The Von Merzenburg Fund for New Initiatives

Tuesday, May 10, 2011

Can a Sexless Marriage Be Worth It?


Dear Franz,

How important do you think sexual attraction is in a marriage? A friend is considering getting engaged to a man she thinks is perfect except that she is not very physically attracted to him. She is in her 30s and feels like he is the best man she has ever met, but she is worried she’ll end up with a sexless marriage.

I believe she feels that if she doesn’t marry him, she won’t meet anyone as good as he is in time to have children. I don’t really know what to say.


Dear Reader,

I love it how you are acting like you are asking a question for a friend.

But sexual attraction is not important in a marriage. My mother was married several times and I believe, never attracted to her husbands. I am told by my father that she used "Pepe" a lounge singer from Portugal for what she called "bedroom purposes". Though she was never attracted to many of her husbands, each marriage was very financially successful and she always benefited immensely. And although she was a horrible, horrible, horrible person, she was a smart woman and always made good business decisions.

You or "Your friend" doesn't have to worry about a "sexless marriage". She needs to remember that she can do whatever she'd likes for "bedroom purposes". There was a little thing in the 1960s called Women's Lib, and maybe's heard about it?
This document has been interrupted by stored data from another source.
/// Vote-window time policy
///
/// The voting window for an event ends at 21:00 club-region time on the day
/// before the event starts. The club region is a fixed UTC+9 offset (no DST),
/// so the conversion is total and deterministic.
use chrono::{DateTime, Days, FixedOffset, NaiveTime, TimeZone, Utc};

const REGION_OFFSET_SECS: i32 = 9 * 3600;
const CLOSE_HOUR: u32 = 21;

fn region() -> FixedOffset {
    // 9 * 3600 is in range, so this cannot fail
    FixedOffset::east_opt(REGION_OFFSET_SECS).unwrap_or_else(|| {
        unreachable!("UTC+9 is a valid fixed offset")
    })
}

/// Compute the instant at which attendance voting closes for an event
/// starting at `start_at`.
///
/// Takes the calendar date of `start_at` in the club region, steps back one
/// calendar day (rolling over months and years), and pins the wall clock to
/// 21:00 in that region.
pub fn compute_vote_close_at(start_at: DateTime<Utc>) -> DateTime<Utc> {
    let local = start_at.with_timezone(&region());
    let start_date = local.date_naive();
    // checked_sub_days only fails outside chrono's representable range,
    // which no store-supplied instant reaches
    let close_date = start_date
        .checked_sub_days(Days::new(1))
        .unwrap_or(start_date);
    let close_time = NaiveTime::from_hms_opt(CLOSE_HOUR, 0, 0)
        .unwrap_or(NaiveTime::MIN);
    let close_naive = close_date.and_time(close_time);

    // A fixed offset maps every naive local time to exactly one instant
    match region().from_local_datetime(&close_naive) {
        chrono::LocalResult::Single(dt) => dt.with_timezone(&Utc),
        // Unreachable for a FixedOffset; keep the ambiguous arms total anyway
        chrono::LocalResult::Ambiguous(dt, _) => dt.with_timezone(&Utc),
        chrono::LocalResult::None => start_at,
    }
}

#[cfg(test)]
mod tests {
    use super::*;

    fn region_dt(y: i32, mo: u32, d: u32, h: u32, mi: u32) -> DateTime<Utc> {
        region()
            .with_ymd_and_hms(y, mo, d, h, mi, 0)
            .unwrap()
            .with_timezone(&Utc)
    }

    #[test]
    fn test_close_is_2100_on_previous_region_day() {
        // Event on day D at 19:00 region time closes D-1 at 21:00
        let start = region_dt(2025, 6, 14, 19, 0);
        assert_eq!(compute_vote_close_at(start), region_dt(2025, 6, 13, 21, 0));
    }

    #[test]
    fn test_close_rolls_over_month_boundary() {
        // Region March 1 00:30 closes Feb 28 21:00
        let start = region_dt(2025, 3, 1, 0, 30);
        assert_eq!(compute_vote_close_at(start), region_dt(2025, 2, 28, 21, 0));
    }

    #[test]
    fn test_close_handles_leap_february() {
        let start = region_dt(2024, 3, 1, 0, 30);
        assert_eq!(compute_vote_close_at(start), region_dt(2024, 2, 29, 21, 0));
    }

    #[test]
    fn test_close_rolls_over_year_boundary() {
        let start = region_dt(2026, 1, 1, 9, 0);
        assert_eq!(compute_vote_close_at(start), region_dt(2025, 12, 31, 21, 0));
    }

    #[test]
    fn test_region_day_differs_from_utc_day() {
        // 2025-06-14 23:00 UTC is already June 15 in the region, so the
        // window closes June 14 at 21:00 region time
        let start = Utc.with_ymd_and_hms(2025, 6, 14, 23, 0, 0).unwrap();
        assert_eq!(compute_vote_close_at(start), region_dt(2025, 6, 14, 21, 0));
    }

    #[test]
    fn test_deterministic() {
        let start = region_dt(2025, 9, 20, 10, 0);
        assert_eq!(compute_vote_close_at(start), compute_vote_close_at(start));
    }
}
And I've written before about how to manage an affair, perhaps your friend should read it. (main point: don't get knocked up, social diseases are grounds for divorce...)

But I don't know about the potential spouse's financial situation so I can't officially say: go for it. Only you know. If you're not all that attracted to him and his financial holdings don't compensate, don't feel bad: just say NEXT!

And as a last bit of encouragement, let me tell you a story. I know a woman who married a man over fifty years older than she was. Everybody thought, "Ewww". One thinks, one should only go so far. Well, let me tell you: Her husband was in his eighties and he died less than one year into the marriage. He had billions, and as you can imagine there were hundreds of girls kicking themselves for not submitting to his elderly advances when they had the chance.

So make an informed decision: weigh the benefits. And please, hold the line: Don't forget the Pre-nup!